▶ **TRY IT**: All lines in the records that carry the string "ErrorDto" are to be shown.

▶ **INPUT DATA**:
------------------------------------------------
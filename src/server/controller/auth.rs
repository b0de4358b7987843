use axum::{extract::State, http::StatusCode, response::IntoResponse, Json};
use tower_sessions::Session;

use crate::{
    model::{
        api::{ErrorDto, MessageDto},
        user::UserDto,
    },
    server::{
        error::AppError, middleware::auth::AuthGuard, middleware::session::AuthSession,
        state::AppState,
    },
};

/// Tag for grouping auth endpoints in OpenAPI documentation
pub static AUTH_TAG: &str = "auth";

/// Get the current caller.
///
/// Returns the profile of the user whose id is stored in the session.
///
/// # Returns
/// - `200 OK` - The caller's profile
/// - `401 Unauthorized` - No user in session or user no longer exists
/// - `500 Internal Server Error` - Database or session error
#[utoipa::path(
    get,
    path = "/api/auth/user",
    tag = AUTH_TAG,
    responses(
        (status = 200, description = "Current user", body = UserDto),
        (status = 401, description = "User not authenticated", body = ErrorDto),
        (status = 500, description = "Internal server error", body = ErrorDto)
    ),
)]
pub async fn get_user(
    State(state): State<AppState>,
    session: Session,
) -> Result<impl IntoResponse, AppError> {
    let user = AuthGuard::new(&state.db, &session).require(&[]).await?;

    Ok((StatusCode::OK, Json(user.into_dto())))
}

/// Log out.
///
/// Clears all session data. Succeeds whether or not a user was logged in.
#[utoipa::path(
    get,
    path = "/api/auth/logout",
    tag = AUTH_TAG,
    responses(
        (status = 200, description = "Session cleared", body = MessageDto)
    ),
)]
pub async fn logout(session: Session) -> Result<impl IntoResponse, AppError> {
    AuthSession::new(&session).clear().await;

    Ok((StatusCode::OK, Json(MessageDto::new("Logged out"))))
}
------------------------------------------------
▶ **SOLUTION TO THIS EXERCISE**:
        api::{ErrorDto, MessageDto},
        (status = 401, description = "User not authenticated", body = ErrorDto),
        (status = 500, description = "Internal server error", body = ErrorDto)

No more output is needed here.